Week 10: Reassurance

Reassurance may be cognitive or affective.

Affective reassurance comes from the way:

  • we behave; calm, assured, confident, kind and gentle.
  • Eye contact
  • Appropriate touch, a hug even.
  • The way we dress – smart but not overly formal
  • The way we move; at ease, but not slovenly, can be reassuring to patients.
  • The way we arrange chairs in a room, even lighting, pictures on the walls, space on our desk, tissues to hand, but not too obvious.
  • Buildings can put patients and clinicians at ease with clear signs and helpful receptionists, considered acoustics, quiet spaces and immediately accessible lavatories.
  • Continuity of care is an important aspect of reassurance – a familiar clinician, receptionist or other member of staff, in a familiar place, especially in the context of a serious, ongoing illness makes a great difference.

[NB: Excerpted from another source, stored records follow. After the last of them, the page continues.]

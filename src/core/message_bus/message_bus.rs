//=========================================================================
// Message Bus
//=========================================================================
//
// One queue per message type, keyed by `TypeId`.
//
// Architecture:
//   Scenes → push<M>() → HashMap<TypeId, Vec<M>>
//                              ↓
//   Experience ←── take<M>() at the dispatch boundary
//
// Pattern: push (N producers) → take → repeat
//
//=========================================================================

//=== External Dependencies ===============================================

use std::any::TypeId;
use std::collections::HashMap;

use log::error;

//=== Internal Dependencies ===============================================

use super::message_queue::MessageQueue;

//=== Public API ==========================================================

/// Marker trait for types carried by the bus.
pub trait Message: 'static {}

impl<T: 'static> Message for T {}

//=========================================================================

/// Type-keyed message queues.
#[derive(Default)]
pub struct MessageBus {
    queues: HashMap<TypeId, Box<dyn MessageQueue>>,
}

impl MessageBus {
    /// Creates an empty bus.
    pub fn new() -> Self {
        Self::default()
    }

    //--- Producers --------------------------------------------------------

    /// Appends a message to the queue for its type.
    pub fn push<M: Message>(&mut self, msg: M) {
        match self.queue_mut::<M>() {
            Some(queue) => queue.push(msg),
            None => error!(
                "MessageBus queue for {} has the wrong type",
                std::any::type_name::<M>()
            ),
        }
    }

    //--- Consumers --------------------------------------------------------

    /// Messages of type `M` currently queued, oldest first.
    pub fn read<M: Message>(&self) -> &[M] {
        self.queues
            .get(&TypeId::of::<M>())
            .and_then(|q| q.as_any().downcast_ref::<Vec<M>>())
            .map(|v| v.as_slice())
            .unwrap_or(&[])
    }

    /// Removes and returns all messages of type `M`.
    pub fn take<M: Message>(&mut self) -> Vec<M> {
        self.queues
            .get_mut(&TypeId::of::<M>())
            .and_then(|q| q.as_any_mut().downcast_mut::<Vec<M>>())
            .map(std::mem::take)
            .unwrap_or_default()
    }

    //--- Query API --------------------------------------------------------

    pub fn has_messages<M: Message>(&self) -> bool {
        self.count::<M>() > 0
    }

    pub fn count<M: Message>(&self) -> usize {
        self.queues
            .get(&TypeId::of::<M>())
            .map(|q| q.len())
            .unwrap_or(0)
    }

    //--- Internal Helpers -------------------------------------------------

    fn queue_mut<M: Message>(&mut self) -> Option<&mut Vec<M>> {
        self.queues
            .entry(TypeId::of::<M>())
            .or_insert_with(|| Box::new(Vec::<M>::new()))
            .as_any_mut()
            .downcast_mut::<Vec<M>>()
    }
}

//=========================================================================
// Tests
//=========================================================================

#[cfg(test)]
mod tests {
    use super::*;
    use crate::core::render::{Command, Target, CLASS_HIDDEN};
    use crate::core::scene::{SceneId, SceneTransition};

    #[test]
    fn new_bus_is_empty() {
        let bus = MessageBus::new();
        assert!(!bus.has_messages::<Command>());
        assert!(bus.read::<Command>().is_empty());
    }

    #[test]
    fn queues_are_separate_per_type() {
        let mut bus = MessageBus::new();
        bus.push(Command::PlayMusic);
        bus.push(SceneTransition::To(SceneId::Constellation));
        bus.push(Command::add_class(Target::TapCounter, CLASS_HIDDEN));

        assert_eq!(bus.count::<Command>(), 2);
        assert_eq!(bus.count::<SceneTransition>(), 1);
        assert_eq!(bus.read::<Command>()[0], Command::PlayMusic);
    }

    #[test]
    fn take_drains_in_push_order() {
        let mut bus = MessageBus::new();
        bus.push(SceneTransition::To(SceneId::Constellation));
        bus.push(SceneTransition::To(SceneId::WishingJar));

        let taken = bus.take::<SceneTransition>();
        assert_eq!(
            taken,
            vec![
                SceneTransition::To(SceneId::Constellation),
                SceneTransition::To(SceneId::WishingJar),
            ]
        );
        assert!(!bus.has_messages::<SceneTransition>());
        assert!(bus.take::<SceneTransition>().is_empty());
    }

    #[test]
    fn take_of_unknown_type_is_empty() {
        let mut bus = MessageBus::new();
        assert!(bus.take::<u32>().is_empty());
    }

    #[test]
    fn take_leaves_other_types_queued() {
        let mut bus = MessageBus::new();
        bus.push(Command::PlayMusic);
        bus.push(7u32);

        assert_eq!(bus.take::<Command>(), vec![Command::PlayMusic]);
        assert_eq!(bus.read::<u32>(), &[7]);
    }
}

Cognitive reassurance includes:

  • Information – not only clinical details about the condition, treatments and prognosis, but also facts about waiting times and how to get help and support.

Reassurance can damage

There are times when reassurance may not be appropriate or even possible, especially when the prognosis is very poor, as in this wonderful essay by David Steensma about a young woman with metastatic cancer,

It’s not that I can’t understand the impulse. Medicine would be a chilling enterprise without the motivation to do whatever possible to make bad situations a little better. But a lie breathed through silver is still a lie. Careless or glib reassurances do harm. Worse than platitudes, they are a betrayal. In the face of this woman’s darkness, it seems to me that any reassurances must come from the sphere of the chaplain, not the honest physician.

It cannot be assumed that patients want reassurance. Attempts may be perceived to be patronising, a dismissal of their underlying concerns or a cover for the fact that the clinician doesn’t actually know what’s going on.

There are times when reassurance can do damage, this project is not for reassurance once a diagnosis or prognosis is reached but a provides reassurance to those waiting in uncertainty.

I think that reassurance is a clinical skill that is as vital as any other. It begins with listening to patients and depends on empathy, which can be taught and learned.

Dr Jonathon Tomlinson, 2016

It would be cool if I could create a handbook for healthcare staff on how to reassure patients and it talks about affective reassurance vs cognitive and affective – the way we behave.